When planting, leave 12 inches between rows to give the plants lots of room to spread out. Place each seed in a row eight inches apart.
Fertilize with liquid fish fertilizer. Cover the ground with mulch and water your plants as needed. The berries should be ready in about 90 days from the time you planted the seeds.
Pick the berries when they are red and ripe. Do not pick them while green or white as they do not ripen after harvest. You may want to cover them with netting to avoid the birds from getting your berries. We recommend planting a lot at once because each plant does not produce very many berries at the same time.
You can make pies, preserves, jelly, or you can cut them up and freeze them if you do not want to eat them fresh out of the garden.
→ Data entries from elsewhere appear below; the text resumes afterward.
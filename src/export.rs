//! Writing shot log exports to disk.
//!
//! Create mode replaces the file. Append mode keeps what is already there,
//! trims its trailing whitespace and joins the new export with a single newline.

use crate::error::ExportError;
use std::fs;
use std::io::ErrorKind;
use std::path::Path;

/// Existing content followed by `new_data`, separated by exactly one newline
pub fn merge_for_append(existing: &str, new_data: &str) -> String {
    let kept = existing.trim_end();
    if kept.is_empty() {
        return new_data.to_string();
    }
    let mut combined = String::with_capacity(kept.len() + 1 + new_data.len());
    combined.push_str(kept);
    combined.push('\n');
    combined.push_str(new_data);
    combined
}

pub fn save_csv(path: &Path, csv: &str, append: bool) -> Result<(), ExportError> {
    let io_err = |source| ExportError::Io {
        path: path.display().to_string(),
        source,
    };

    let contents = if append {
        let existing = match fs::read_to_string(path) {
            Ok(existing) => existing,
            Err(e) if e.kind() == ErrorKind::NotFound => String::new(),
            Err(e) => return Err(io_err(e)),
        };
        merge_for_append(&existing, csv)
    } else {
        csv.to_string()
    };

    if let Some(parent) = path.parent().filter(|p| !p.as_os_str().is_empty()) {
        fs::create_dir_all(parent).map_err(io_err)?;
    }
    fs::write(path, contents).map_err(io_err)?;
    log::info!("Saved CSV to {} (append={})", path.display(), append);
    Ok(())
}
use crate::codec::Grams;
use std::collections::VecDeque;
use std::time::Duration;

/// One point of the live mass trace
#[derive(Debug, Clone, Copy, PartialEq)]
pub struct RollingReading {
    pub mass: Grams,
    pub timestamp: u64,
    pub shot_in_progress: bool,
}

pub trait ReadingSliceExt {
    fn min_max_time(&self) -> Option<(u64, u64)>;
    fn min_max_mass(&self) -> Option<(Grams, Grams)>;
}

impl ReadingSliceExt for &[RollingReading] {
    fn min_max_time(&self) -> Option<(u64, u64)> {
        self.iter().fold(None, |acc, r| match acc {
            None => Some((r.timestamp, r.timestamp)),
            Some((min, max)) => Some((min.min(r.timestamp), max.max(r.timestamp))),
        })
    }

    fn min_max_mass(&self) -> Option<(Grams, Grams)> {
        self.iter().fold(None, |acc, r| match acc {
            None => Some((r.mass, r.mass)),
            Some((min, max)) => Some((
                Grams(min.0.min(r.mass.0)),
                Grams(max.0.max(r.mass.0)),
            )),
        })
    }
}

/// Time-bounded trace of recent readings.
///
/// Readings arrive in non-decreasing timestamp order, so eviction only ever
/// pops from the front.
#[derive(Debug, Clone)]
pub struct RollingWindow {
    data: VecDeque<RollingReading>,
    span_ms: u64,
}

impl RollingWindow {
    pub fn new(span: Duration) -> Self {
        Self {
            data: VecDeque::new(),
            span_ms: span.as_millis() as u64,
        }
    }

    pub fn push(&mut self, reading: RollingReading) {
        let cutoff = reading.timestamp.saturating_sub(self.span_ms);
        self.data.push_back(reading);
        self.evict_before(cutoff);
    }

    /// Drop readings strictly older than `cutoff`
    fn evict_before(&mut self, cutoff: u64) {
        while self.data.front().is_some_and(|r| r.timestamp < cutoff) {
            self.data.pop_front();
        }
    }

    pub fn to_vec(&self) -> Vec<RollingReading> {
        self.data.iter().copied().collect()
    }
}
//! # Bluetooth Transport Interface
//!
//! The seam between the device session and the host Bluetooth stack.
//!
//! Every request is fire-and-forget: implementations start the operation and
//! return immediately. Completions, failures and unsolicited notifications come
//! back as [`TransportEvent`]s on the event loop channel, in whatever order the
//! stack produces them.

use crate::gatt::{CharacteristicHandle, GattService};
use uuid::Uuid;

/// Opaque identifier of a discovered peripheral
#[derive(Debug, Clone, PartialEq, Eq, Hash)]
pub struct DeviceId(pub String);

impl std::fmt::Display for DeviceId {
    fn fmt(&self, f: &mut std::fmt::Formatter<'_>) -> std::fmt::Result {
        f.write_str(&self.0)
    }
}

#[derive(Debug, Clone, PartialEq, Eq)]
pub enum TransportEvent {
    Advertisement {
        device: DeviceId,
        local_name: Option<String>,
    },
    ScanFailed(String),
    Connected(DeviceId),
    ConnectFailed {
        device: DeviceId,
        reason: String,
    },
    ServicesDiscovered(Vec<GattService>),
    ServiceDiscoveryFailed(String),
    /// Notifications for the characteristic are now enabled
    Subscribed(Uuid),
    SubscribeFailed {
        uuid: Uuid,
        reason: String,
    },
    /// The peer changed its GATT table; resolved handles are stale
    ServicesInvalidated,
    Notification {
        uuid: Uuid,
        value: Vec<u8>,
    },
    ReadCompleted {
        uuid: Uuid,
        result: Result<Vec<u8>, String>,
    },
    Disconnected {
        device: DeviceId,
        reason: String,
    },
}

pub trait Transport {
    fn start_scan(&mut self);
    fn stop_scan(&mut self);
    fn connect(&mut self, device: &DeviceId);
    fn discover_services(&mut self);
    fn subscribe(&mut self, characteristic: CharacteristicHandle);
    fn read(&mut self, characteristic: CharacteristicHandle);
    fn write(&mut self, characteristic: CharacteristicHandle, value: Vec<u8>);
    fn disconnect(&mut self);
}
We have done all of this with our strawberries.
Growing strawberries is easier than people make it out to be.
We have grown them each year in San Antonio with great success. Even now
in the fall, we have several plants still blossoming. I love
berries and it is wonderful to be able to eat them year round.
We have tried several different varieties and they all do quite well. Perhaps the type you are most familiar with because they are sold at the grocery store is the Hybrid Sarian, pictured below.
Alpine strawberry seeds are very popular and we are always looking for new ones we have not yet tried. Many of the varieties that we have grown in the past are not available to sell right now. Here is a link to all of the strawberry seeds that we have for you to purchase right now.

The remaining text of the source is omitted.